How can your Hairdresser be your Cancer Hero?

Cynthia Maldonado

Most new cancer patients are more frightened by the prospect of chemotherapy than by any other part of treatment. We have all seen movies or read books in which the hero was devastated by chemo. Now, however, most people go through months of chemotherapy without vomiting, and some are never nauseous. Even though a cancer patient is likely to feel relatively well most days, there will be some days when he/she may feel fatigued, distressed or unwell. Here are some strategies to prepare yourself or family member and your household;

Talk with your doctor about the specific chemo drugs being used and their side effects, which can vary enormously depending on the medication. Ask how the effects might be managed for the months of chemotherapy ahead. Hair loss is one of the most distressing side effects for many women. If you will be losing your hair, decide in advance when you want to cut it and how you want to cover your head. Have a wig, hats or scarves at home before you are likely to need them. Consider treating yourself to a new set of soft sheets. Naps will be even nicer. Make sure to have a comfortable bathrobe or set of sweats to wear on the days you feel less well and need to rest. Schedule small rewards for yourself a day or two after each treatment. Buy a range of non-caffeinated beverages. It is important to drink a lot of fluids, and you will want a choice. Ginger, mint or chamomile teas may be soothing, whereas plain water may have a metallic taste (carbonated water mixed with a little juice may go down easier). Another good investment, if feasible: a tablet reader or electronic notepad such as a Kindle or an iPad. These are portable, light and easy to carry to appointments. If not, Mission Hope has iPads available to use during treatment times; just ask. Cook ahead and freeze portion-sized meals. Think comfort food: soups, macaroni and cheese, or other pasta dishes you enjoy. Do not plan to complete any projects while you are home. No one ever organized decades of photographs or cleaned out the attic during chemotherapy. Eliminate unnecessary tasks. You are excused from sending holiday cards and writing most thank-you notes.
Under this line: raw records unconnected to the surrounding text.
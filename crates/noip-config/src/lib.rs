//! Configuration for the No-IP monitor.
//!
//! One TOML file per user, overlaid with `NOIP_*` environment variables,
//! credential resolution (env + keyring + plaintext), and translation to
//! `noip_core::MonitorConfig`. The hostname list is also exposed as a
//! [`HostnameSource`] that re-reads the file every refresh cycle.

use std::path::{Path, PathBuf};
use std::time::Duration;

use directories::ProjectDirs;
use figment::{
    Figment,
    providers::{Env, Format, Serialized, Toml},
};
use secrecy::SecretString;
use serde::{Deserialize, Deserializer, Serialize};
use thiserror::Error;

use noip_core::{CoreError, Credentials, HostnameSet, HostnameSource, MonitorConfig};

/// Keyring service name under which passwords are stored.
pub const KEYRING_SERVICE: &str = "noip-monitor";

/// Environment variable consulted first for the account password.
pub const PASSWORD_ENV: &str = "NOIP_PASSWORD";

// ── Error ───────────────────────────────────────────────────────────

#[derive(Debug, Error)]
pub enum ConfigError {
    #[error("invalid {field}: {reason}")]
    Validation { field: String, reason: String },

    #[error("no {what} configured")]
    NoCredentials { what: String },

    #[error("failed to serialize config: {0}")]
    Serialization(#[from] toml::ser::Error),

    #[error("config loading failed: {0}")]
    Figment(Box<figment::Error>),

    #[error("keyring error: {0}")]
    Keyring(#[from] keyring::Error),

    #[error("IO error: {0}")]
    Io(#[from] std::io::Error),
}

impl From<figment::Error> for ConfigError {
    fn from(err: figment::Error) -> Self {
        Self::Figment(Box::new(err))
    }
}

impl From<ConfigError> for CoreError {
    fn from(err: ConfigError) -> Self {
        CoreError::Config {
            message: err.to_string(),
        }
    }
}

// ── TOML config structs ─────────────────────────────────────────────

/// Top-level TOML configuration.
#[derive(Debug, Clone, Deserialize, Serialize)]
pub struct Config {
    /// No-IP account username or email.
    pub username: Option<String>,

    /// Password or DDNS key (plaintext; prefer keyring or env var).
    pub password: Option<String>,

    /// Environment variable name containing the password.
    #[serde(default, deserialize_with = "deserialize_opt_text")]
    pub password_env: Option<String>,

    /// Hostnames to monitor. Accepts a comma-separated string or an array.
    #[serde(default, deserialize_with = "deserialize_hostnames")]
    pub hostnames: HostnameSet,

    /// Identifier for this monitor, prefixed onto sensor ids.
    #[serde(default = "default_entry_id", deserialize_with = "deserialize_text")]
    pub entry_id: String,

    /// Update endpoint override.
    pub endpoint: Option<String>,

    /// Global defaults.
    #[serde(default)]
    pub defaults: Defaults,
}

impl Default for Config {
    fn default() -> Self {
        Self {
            username: None,
            password: None,
            password_env: None,
            hostnames: HostnameSet::default(),
            entry_id: default_entry_id(),
            endpoint: None,
            defaults: Defaults::default(),
        }
    }
}

impl Config {
    /// A copy safe to print: the plaintext password is masked.
    pub fn redacted(&self) -> Self {
        Self {
            password: self.password.as_ref().map(|_| "********".into()),
            ..self.clone()
        }
    }
}

#[derive(Debug, Clone, Deserialize, Serialize)]
pub struct Defaults {
    #[serde(default = "default_output")]
    pub output: String,

    #[serde(default = "default_color")]
    pub color: String,

    /// Request timeout in seconds.
    #[serde(default = "default_timeout")]
    pub timeout: u64,

    /// Seconds between refresh cycles.
    #[serde(default = "default_interval")]
    pub interval: u64,
}

impl Default for Defaults {
    fn default() -> Self {
        Self {
            output: default_output(),
            color: default_color(),
            timeout: default_timeout(),
            interval: default_interval(),
        }
    }
}

fn default_entry_id() -> String {
    "default".into()
}
fn default_output() -> String {
    "table".into()
}
fn default_color() -> String {
    "auto".into()
}
fn default_timeout() -> u64 {
    30
}
fn default_interval() -> u64 {
    300
}

fn deserialize_hostnames<'de, D>(deserializer: D) -> Result<HostnameSet, D::Error>
where
    D: Deserializer<'de>,
{
    #[derive(Deserialize)]
    #[serde(untagged)]
    enum Raw {
        Joined(String),
        List(Vec<String>),
    }

    Ok(match Raw::deserialize(deserializer)? {
        Raw::Joined(joined) => HostnameSet::parse(&joined),
        Raw::List(list) => HostnameSet::new(list),
    })
}

/// Environment values that look like numbers or booleans reach serde typed
/// (`NOIP_ENTRY_ID=42` is an integer); read them back as text.
#[derive(Deserialize)]
#[serde(untagged)]
enum Text {
    Str(String),
    Unsigned(u64),
    Signed(i64),
    Float(f64),
    Bool(bool),
}

impl From<Text> for String {
    fn from(text: Text) -> Self {
        match text {
            Text::Str(s) => s,
            Text::Unsigned(n) => n.to_string(),
            Text::Signed(n) => n.to_string(),
            Text::Float(n) => n.to_string(),
            Text::Bool(b) => b.to_string(),
        }
    }
}

fn deserialize_text<'de, D>(deserializer: D) -> Result<String, D::Error>
where
    D: Deserializer<'de>,
{
    Text::deserialize(deserializer).map(String::from)
}

fn deserialize_opt_text<'de, D>(deserializer: D) -> Result<Option<String>, D::Error>
where
    D: Deserializer<'de>,
{
    Ok(Option::<Text>::deserialize(deserializer)?.map(String::from))
}

// ── Config file path ────────────────────────────────────────────────

/// Resolve the config file path via XDG / platform conventions.
pub fn config_path() -> PathBuf {
    ProjectDirs::from("com", "noip-monitor", "noip-monitor").map_or_else(
        || {
            let mut p = dirs_fallback();
            p.push("config.toml");
            p
        },
        |dirs| dirs.config_dir().join("config.toml"),
    )
}

fn dirs_fallback() -> PathBuf {
    let mut p = PathBuf::from(std::env::var("HOME").unwrap_or_else(|_| ".".into()));
    p.push(".config");
    p.push("noip-monitor");
    p
}

// ── Config loading ──────────────────────────────────────────────────

/// Load from `path` + environment. A missing file yields the defaults.
///
/// Nested keys use a double underscore (`NOIP_DEFAULTS__TIMEOUT=10`).
/// `NOIP_PASSWORD` is left to [`resolve_password`], and `NOIP_USERNAME`
/// to the CLI's `--username` flag.
pub fn load_config_from(path: &Path) -> Result<Config, ConfigError> {
    let figment = file_figment(path).merge(
        Env::prefixed("NOIP_")
            .ignore(&["password", "config", "username"])
            .split("__"),
    );

    let config: Config = figment.extract()?;
    Ok(config)
}

/// Load what `path` itself contains, without any environment overlay.
///
/// Use this before editing and saving the file, so overrides from the
/// environment are not written back into it.
pub fn load_file_from(path: &Path) -> Result<Config, ConfigError> {
    let config: Config = file_figment(path).extract()?;
    Ok(config)
}

fn file_figment(path: &Path) -> Figment {
    Figment::new()
        .merge(Serialized::defaults(Config::default()))
        .merge(Toml::file(path))
}

// ── Config saving ───────────────────────────────────────────────────

/// Serialize config to pretty TOML at `path`, creating parent directories.
pub fn save_config_to(cfg: &Config, path: &Path) -> Result<(), ConfigError> {
    if let Some(parent) = path.parent() {
        std::fs::create_dir_all(parent)?;
    }
    let toml_str = toml::to_string_pretty(cfg)?;
    std::fs::write(path, toml_str)?;
    Ok(())
}

// ── Credential resolution ───────────────────────────────────────────

pub fn resolve_username(cfg: &Config) -> Result<String, ConfigError> {
    cfg.username
        .as_deref()
        .map(str::trim)
        .filter(|u| !u.is_empty())
        .map(str::to_owned)
        .ok_or_else(|| ConfigError::NoCredentials {
            what: "username".into(),
        })
}

fn keyring_entry(username: &str) -> Result<keyring::Entry, keyring::Error> {
    keyring::Entry::new(KEYRING_SERVICE, &format!("{username}/password"))
}

/// Resolve the password: `NOIP_PASSWORD`, then the variable named by
/// `password_env`, then the system keyring, then plaintext config.
pub fn resolve_password(cfg: &Config, username: &str) -> Result<SecretString, ConfigError> {
    // 1. Fixed env var
    if let Ok(pw) = std::env::var(PASSWORD_ENV) {
        return Ok(SecretString::from(pw));
    }

    // 2. Config's password_env → env var lookup
    if let Some(ref env_name) = cfg.password_env {
        if let Ok(pw) = std::env::var(env_name) {
            return Ok(SecretString::from(pw));
        }
    }

    // 3. System keyring
    if let Ok(entry) = keyring_entry(username) {
        if let Ok(pw) = entry.get_password() {
            return Ok(SecretString::from(pw));
        }
    }

    // 4. Plaintext in config
    if let Some(ref pw) = cfg.password {
        return Ok(SecretString::from(pw.clone()));
    }

    Err(ConfigError::NoCredentials {
        what: format!("password for '{username}'"),
    })
}

pub fn resolve_credentials(cfg: &Config) -> Result<Credentials, ConfigError> {
    let username = resolve_username(cfg)?;
    let password = resolve_password(cfg, &username)?;
    Ok(Credentials { username, password })
}

/// Store a password in the system keyring for `username`.
pub fn store_password(username: &str, password: &str) -> Result<(), ConfigError> {
    keyring_entry(username)?.set_password(password)?;
    Ok(())
}

// ── Translation ─────────────────────────────────────────────────────

/// Build a `MonitorConfig` from the loaded configuration.
pub fn to_monitor_config(cfg: &Config) -> Result<MonitorConfig, ConfigError> {
    if cfg.defaults.timeout == 0 {
        return Err(ConfigError::Validation {
            field: "timeout".into(),
            reason: "must be at least one second".into(),
        });
    }

    let credentials = resolve_credentials(cfg)?;
    let mut monitor = MonitorConfig::new(credentials);
    monitor.entry_id.clone_from(&cfg.entry_id);
    monitor.timeout = Duration::from_secs(cfg.defaults.timeout);
    monitor.refresh_interval = Duration::from_secs(cfg.defaults.interval);

    if let Some(ref endpoint) = cfg.endpoint {
        let url: url::Url = endpoint.parse().map_err(|_| ConfigError::Validation {
            field: "endpoint".into(),
            reason: format!("invalid URL: {endpoint}"),
        })?;
        monitor.base_url = url.to_string();
    }

    Ok(monitor)
}

// ── Hostname source ─────────────────────────────────────────────────

/// Reads `hostnames` from a config file each time it's asked, so edits
/// apply on the next refresh cycle without a restart.
#[derive(Debug, Clone)]
pub struct FileHostnameSource {
    path: PathBuf,
}

impl FileHostnameSource {
    pub fn new(path: impl Into<PathBuf>) -> Self {
        Self { path: path.into() }
    }

    pub fn path(&self) -> &Path {
        &self.path
    }
}

impl HostnameSource for FileHostnameSource {
    fn hostnames(&self) -> Result<HostnameSet, CoreError> {
        let cfg = load_config_from(&self.path)?;
        Ok(cfg.hostnames)
    }
}
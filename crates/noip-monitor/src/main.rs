mod cli;
mod commands;
mod config;
mod error;
mod output;

use clap::Parser;
use tracing_subscriber::EnvFilter;

use crate::cli::{Cli, Command};
use crate::error::CliError;

#[tokio::main]
async fn main() {
    let cli = Cli::parse();

    init_tracing(cli.global.verbose);

    // Dispatch and handle errors with proper exit codes
    if let Err(err) = run(cli).await {
        let code = err.exit_code();
        eprintln!("{:?}", miette::Report::new(err));
        std::process::exit(code);
    }
}

fn init_tracing(verbosity: u8) {
    let filter = match verbosity {
        0 => "warn",
        1 => "info",
        2 => "debug",
        _ => "trace",
    };

    tracing_subscriber::fmt()
        .with_env_filter(
            EnvFilter::try_from_default_env().unwrap_or_else(|_| EnvFilter::new(filter)),
        )
        .with_target(false)
        .with_writer(std::io::stderr)
        .init();
}

async fn run(cli: Cli) -> Result<(), CliError> {
    match cli.command {
        Command::Config(args) => commands::config_cmd::handle(args, &cli.global).await,

        Command::Completions(args) => {
            use clap::CommandFactory;
            use clap_complete::generate;

            let mut cmd = Cli::command();
            generate(args.shell, &mut cmd, "noip-monitor", &mut std::io::stdout());
            Ok(())
        }

        cmd => {
            tracing::debug!(command = ?cmd, "dispatching command");
            commands::dispatch(cmd, &cli.global).await
        }
    }
}
// noip-core: Polling coordinator between noip-api and consumers (CLI, sensors).

pub mod config;
pub mod coordinator;
pub mod error;
pub mod model;
pub mod provider;
pub mod sensor;
pub mod stream;

// ── Primary re-exports ──────────────────────────────────────────────
pub use config::MonitorConfig;
pub use coordinator::{Coordinator, CoordinatorState};
pub use error::CoreError;
pub use model::{HostnameSet, Snapshot};
pub use provider::{HostnameSource, StatusProvider};
pub use sensor::{DeviceInfo, HostSensor, SensorAttributes, SensorPlatform, SensorState};
pub use stream::SnapshotStream;

// Re-export API types consumers need without depending on noip-api directly.
pub use noip_api::{ConnectionStatus, Credentials, HostStatus, NoIpClient, TransportConfig};
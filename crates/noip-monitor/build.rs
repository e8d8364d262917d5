use std::fs;
use std::path::Path;

use clap::CommandFactory;

// cli.rs only depends on clap, clap_complete and humantime (all
// build-dependencies), so it compiles here without the rest of the crate.
#[path = "src/cli.rs"]
#[allow(dead_code)]
mod cli;

fn main() {
    println!("cargo::rerun-if-changed=src/cli.rs");

    let Some(out_dir) = std::env::var_os("OUT_DIR") else {
        panic!("OUT_DIR not set by Cargo");
    };
    let man_dir = Path::new(&out_dir).join("man");
    fs::create_dir_all(&man_dir)
        .unwrap_or_else(|e| panic!("failed to create man output directory: {e}"));

    let cmd = cli::Cli::command();
    generate_manpages(&cmd, &man_dir);
}

/// Recursively generate man pages for a command and all its subcommands.
fn generate_manpages(cmd: &clap::Command, dir: &Path) {
    let name = cmd.get_name().to_owned();
    let path = dir.join(format!("{name}.1"));

    let mut buf = Vec::new();
    clap_mangen::Man::new(cmd.clone())
        .render(&mut buf)
        .unwrap_or_else(|e| panic!("failed to render man page for `{name}`: {e}"));
    fs::write(&path, buf).unwrap_or_else(|e| panic!("failed to write {}: {e}", path.display()));

    for sub in cmd.get_subcommands() {
        if sub.is_hide_set() {
            continue;
        }

        let sub = sub.clone().name(format!("{name}-{}", sub.get_name()));
        generate_manpages(&sub, dir);
    }
}
//! One-shot status check.

use tabled::Tabled;

use noip_core::HostStatus;
use noip_core::sensor::STATE_DISCONNECTED;

use crate::cli::{CheckArgs, GlobalOpts, OutputFormat};
use crate::config;
use crate::error::CliError;
use crate::output;

use super::util;

// ── Table row ───────────────────────────────────────────────────────

#[derive(Tabled)]
struct HostRow {
    #[tabled(rename = "Hostname")]
    hostname: String,
    #[tabled(rename = "Status")]
    status: String,
    #[tabled(rename = "IP")]
    ip: String,
    #[tabled(rename = "Response")]
    response: String,
    #[tabled(rename = "Error")]
    error: String,
}

impl From<&HostStatus> for HostRow {
    fn from(s: &HostStatus) -> Self {
        Self {
            hostname: s.hostname.clone(),
            status: s.status.to_string(),
            ip: s.ip.clone().unwrap_or_default(),
            response: s.response.clone().unwrap_or_default(),
            error: s.error.clone().unwrap_or_default(),
        }
    }
}

fn plain_line(s: &HostStatus) -> String {
    format!(
        "{}\t{}",
        s.hostname,
        s.ip.as_deref().unwrap_or(STATE_DISCONNECTED)
    )
}

// ── Handler ─────────────────────────────────────────────────────────

/// Disconnected hosts are data, not failures: the command succeeds as long
/// as the cycle itself completes.
pub async fn handle(args: CheckArgs, global: &GlobalOpts) -> Result<(), CliError> {
    let cfg = config::load(global)?;
    let monitor = config::monitor_config(global, &cfg)?;
    let format = config::output_format(global, &cfg);
    let coordinator = config::coordinator(global, &monitor, args.hostnames.as_deref(), None);

    let spinner = util::spinner("Checking hostnames...", global.quiet);
    let result = coordinator.first_refresh().await;
    spinner.finish_and_clear();
    coordinator.shutdown().await;
    let snapshot = result?;

    let hosts: Vec<HostStatus> = snapshot.iter().map(|(_, s)| s.clone()).collect();
    let out = output::render_list(format, &hosts, |s| HostRow::from(s), plain_line)?;
    output::print_output(&out, global.quiet);

    if !global.quiet {
        if hosts.is_empty() {
            eprintln!(
                "No hostnames configured. Add some with: noip-monitor config set-hostnames <HOSTNAMES>"
            );
        } else if format == OutputFormat::Table {
            eprintln!(
                "{} hosts, {} connected",
                snapshot.len(),
                snapshot.connected_count()
            );
        }
    }
    Ok(())
}
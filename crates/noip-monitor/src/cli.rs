//! Clap derive structures for the `noip-monitor` CLI.
//!
//! Defines the command tree, global flags, and shared types.

use std::path::PathBuf;
use std::time::Duration;

use clap::{Args, Parser, Subcommand, ValueEnum};

// ── Top-Level CLI ────────────────────────────────────────────────────

/// noip-monitor -- watch No-IP dynamic DNS hostnames
#[derive(Debug, Parser)]
#[command(
    name = "noip-monitor",
    version,
    about = "Monitor No-IP dynamic DNS hostnames from the command line",
    long_about = "Polls the No-IP update endpoint for each configured hostname and\n\
        reports the address it currently resolves to, or why it is disconnected.\n\n\
        Accounts with two-factor authentication must use a DDNS key as the password.",
    propagate_version = true,
    subcommand_required = true,
    arg_required_else_help = true
)]
pub struct Cli {
    #[command(flatten)]
    pub global: GlobalOpts,

    #[command(subcommand)]
    pub command: Command,
}

// ── Global Options ───────────────────────────────────────────────────

#[derive(Debug, Args)]
pub struct GlobalOpts {
    /// Config file to use instead of the platform default
    #[arg(long, env = "NOIP_CONFIG", global = true)]
    pub config: Option<PathBuf>,

    /// No-IP account username or email (overrides config)
    #[arg(long, short = 'u', env = "NOIP_USERNAME", global = true)]
    pub username: Option<String>,

    /// Output format [default: from config, else table]
    #[arg(long, short = 'o', env = "NOIP_OUTPUT", global = true)]
    pub output: Option<OutputFormat>,

    /// When to use color output [default: from config, else auto]
    #[arg(long, global = true)]
    pub color: Option<ColorMode>,

    /// Increase verbosity (-v, -vv, -vvv)
    #[arg(long, short = 'v', action = clap::ArgAction::Count, global = true)]
    pub verbose: u8,

    /// Suppress non-error output
    #[arg(long, short = 'q', global = true)]
    pub quiet: bool,

    /// Request timeout in seconds (overrides config)
    #[arg(long, env = "NOIP_TIMEOUT", global = true)]
    pub timeout: Option<u64>,
}

// ── Output & Color Enums ─────────────────────────────────────────────

#[derive(Debug, Clone, Copy, PartialEq, Eq, ValueEnum)]
pub enum OutputFormat {
    /// Pretty table (default, interactive)
    Table,
    /// Pretty-printed JSON
    Json,
    /// Compact single-line JSON
    JsonCompact,
    /// YAML
    Yaml,
    /// Plain text, one host per line (scripting)
    Plain,
}

#[derive(Debug, Clone, Copy, PartialEq, Eq, ValueEnum)]
pub enum ColorMode {
    /// Auto-detect (color if terminal is interactive)
    Auto,
    /// Always emit color codes
    Always,
    /// Never emit color codes
    Never,
}

// ── Top-Level Command Enum ───────────────────────────────────────────

#[derive(Debug, Subcommand)]
pub enum Command {
    /// Run one refresh cycle and print every host's status
    #[command(alias = "c")]
    Check(CheckArgs),

    /// Poll continuously, printing sensor states after each cycle
    #[command(alias = "w")]
    Watch(WatchArgs),

    /// Check that the configured credentials are accepted
    Validate,

    /// Manage configuration and stored credentials
    Config(ConfigArgs),

    /// Generate shell completions
    Completions(CompletionsArgs),
}

// ── Monitor commands ─────────────────────────────────────────────────

#[derive(Debug, Args)]
pub struct CheckArgs {
    /// Comma-separated hostnames (overrides config)
    pub hostnames: Option<String>,
}

#[derive(Debug, Args)]
pub struct WatchArgs {
    /// Time between refresh cycles, e.g. "5m" or "90s" [default: from config, else 5m]
    #[arg(long, short = 'i', value_parser = humantime::parse_duration)]
    pub interval: Option<Duration>,

    /// Comma-separated hostnames. When omitted, the config file is re-read
    /// every cycle so edits apply without a restart.
    pub hostnames: Option<String>,
}

// ── Config ───────────────────────────────────────────────────────────

#[derive(Debug, Args)]
pub struct ConfigArgs {
    #[command(subcommand)]
    pub command: ConfigCommand,
}

#[derive(Debug, Subcommand)]
pub enum ConfigCommand {
    /// Create the config file with guided setup
    Init,

    /// Display current resolved configuration
    Show,

    /// Store the account password in the system keyring
    SetPassword,

    /// Replace the monitored hostnames
    SetHostnames {
        /// Comma-separated hostnames, e.g. "home.ddns.net, office.hopto.org"
        hostnames: String,
    },

    /// Print the config file path
    Path,
}

#[derive(Debug, Args)]
pub struct CompletionsArgs {
    /// Shell to generate completions for
    pub shell: clap_complete::Shell,
}
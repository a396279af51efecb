//! # Inline Kinds
//!
//! Inline syntax owners. Delimiter constants and patterns live here, not in
//! the scanners that use them.
//!
//! - **`CodeSpan`**, **`Emphasis`**: scanned by the cursor parser
//! - **`LinkDetector`**, **`ImageDetector`**, **`MentionDetector`**,
//!   **`DateDetector`**, **`EmailDetector`**: the per-keystroke detector family
//! - **`SectionTitleDetector`**: same contract, but only run by the debounced
//!   whole-document scan

pub mod code_span;
pub mod date;
pub mod email;
pub mod emphasis;
pub mod image;
pub mod link;
pub mod mention;
pub mod section_title;

pub use code_span::CodeSpan;
pub use date::DateDetector;
pub use email::EmailDetector;
pub use emphasis::Emphasis;
pub use image::ImageDetector;
pub use link::{LinkDetector, WikiLink};
pub use mention::MentionDetector;
pub use section_title::SectionTitleDetector;
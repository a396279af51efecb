use std::sync::LazyLock;

use regex::Regex;

use crate::parsing::rope::span::Span;

// Checkbox syntax is a textual superset of bullet syntax, so it must be
// tried first. Swapping the order makes every checkbox a bullet.
static CHECKBOX_PATTERN: LazyLock<Regex> =
    LazyLock::new(|| Regex::new(r"^( *)([-*+]) (\[([ xX])\])(?: |$)").unwrap());
static BULLET_PATTERN: LazyLock<Regex> = LazyLock::new(|| Regex::new(r"^( *)([-*+]) ").unwrap());
static ORDERED_PATTERN: LazyLock<Regex> =
    LazyLock::new(|| Regex::new(r"^( *)(\d{1,9})([.)]) ").unwrap());

/// List item syntax: bullets, ordered items and checkboxes.
pub struct ListItem;

#[derive(Debug, Clone, Copy, PartialEq, Eq)]
pub enum ListItemKind {
    Bullet,
    Ordered { number: u64, delimiter: char },
    Checkbox { checked: bool },
}

/// A list item line split into its parts (line-local byte spans).
#[derive(Debug, Clone, Copy, PartialEq, Eq)]
pub struct ListItemMatch {
    pub kind: ListItemKind,
    /// Number of leading spaces.
    pub leading_spaces: usize,
    /// Everything between the indentation and the content, trailing space
    /// included (`- `, `12. `, `- [x] `).
    pub marker: Span,
    /// The bullet character or the numeral with its delimiter.
    pub token: Span,
    /// The `[ ]` / `[x]` box for checkbox items.
    pub checkbox: Option<Span>,
    /// Item text after the marker.
    pub content: Span,
}

impl ListItemMatch {
    /// Nesting level: two spaces per level.
    pub fn indent(&self) -> usize {
        self.leading_spaces / ListItem::INDENT_WIDTH
    }

    pub fn is_empty(&self) -> bool {
        self.content.is_empty()
    }
}

impl ListItem {
    pub const INDENT_WIDTH: usize = 2;
    pub const INDENT: &'static str = "  ";
    pub const UNCHECKED: &'static str = "- [ ] ";

    /// Parses any list item, checkbox first.
    pub fn parse(line: &str) -> Option<ListItemMatch> {
        Self::parse_checkbox(line)
            .or_else(|| Self::parse_bullet(line))
            .or_else(|| Self::parse_ordered(line))
    }

    pub fn parse_checkbox(line: &str) -> Option<ListItemMatch> {
        let caps = CHECKBOX_PATTERN.captures(line)?;
        let indent = caps.get(1)?;
        let bullet = caps.get(2)?;
        let boxed = caps.get(3)?;
        let state = caps.get(4)?;
        let end = caps.get(0)?.end();
        Some(ListItemMatch {
            kind: ListItemKind::Checkbox {
                checked: state.as_str().eq_ignore_ascii_case("x"),
            },
            leading_spaces: indent.len(),
            marker: Span::new(bullet.start(), end),
            token: Span::new(bullet.start(), bullet.end()),
            checkbox: Some(Span::new(boxed.start(), boxed.end())),
            content: Span::new(end, line.len()),
        })
    }

    pub fn parse_bullet(line: &str) -> Option<ListItemMatch> {
        let caps = BULLET_PATTERN.captures(line)?;
        let indent = caps.get(1)?;
        let bullet = caps.get(2)?;
        let end = caps.get(0)?.end();
        Some(ListItemMatch {
            kind: ListItemKind::Bullet,
            leading_spaces: indent.len(),
            marker: Span::new(bullet.start(), end),
            token: Span::new(bullet.start(), bullet.end()),
            checkbox: None,
            content: Span::new(end, line.len()),
        })
    }

    pub fn parse_ordered(line: &str) -> Option<ListItemMatch> {
        let caps = ORDERED_PATTERN.captures(line)?;
        let indent = caps.get(1)?;
        let digits = caps.get(2)?;
        let delimiter = caps.get(3)?;
        let end = caps.get(0)?.end();
        let number = digits.as_str().parse().ok()?;
        Some(ListItemMatch {
            kind: ListItemKind::Ordered {
                number,
                delimiter: delimiter.as_str().chars().next()?,
            },
            leading_spaces: indent.len(),
            marker: Span::new(digits.start(), end),
            token: Span::new(digits.start(), delimiter.end()),
            checkbox: None,
            content: Span::new(end, line.len()),
        })
    }

    /// Byte span of the numeral alone for ordered items.
    pub fn numeral(m: &ListItemMatch) -> Option<Span> {
        match m.kind {
            ListItemKind::Ordered { .. } => Some(Span::new(m.token.start, m.token.end - 1)),
            _ => None,
        }
    }
}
If there are annual jobs that you can do ahead of time, do them. Assign responsibilities to your children so that they feel helpful and included. Even little ones can set the table, bring you a glass of water or rub your back. Older children can rake leaves, do laundry or prepare simple meals. Talk with your spouse or partner about allocating responsibilities. This may be difficult but it’s necessary. You will not be up to contributing your usual share, and he or she will need to do more. Recognize that different friends are going to be helpful in various ways. Play to their strengths. Accept all offers of assistance and learn how to ask for help. Say yes so friends can easily volunteer to help.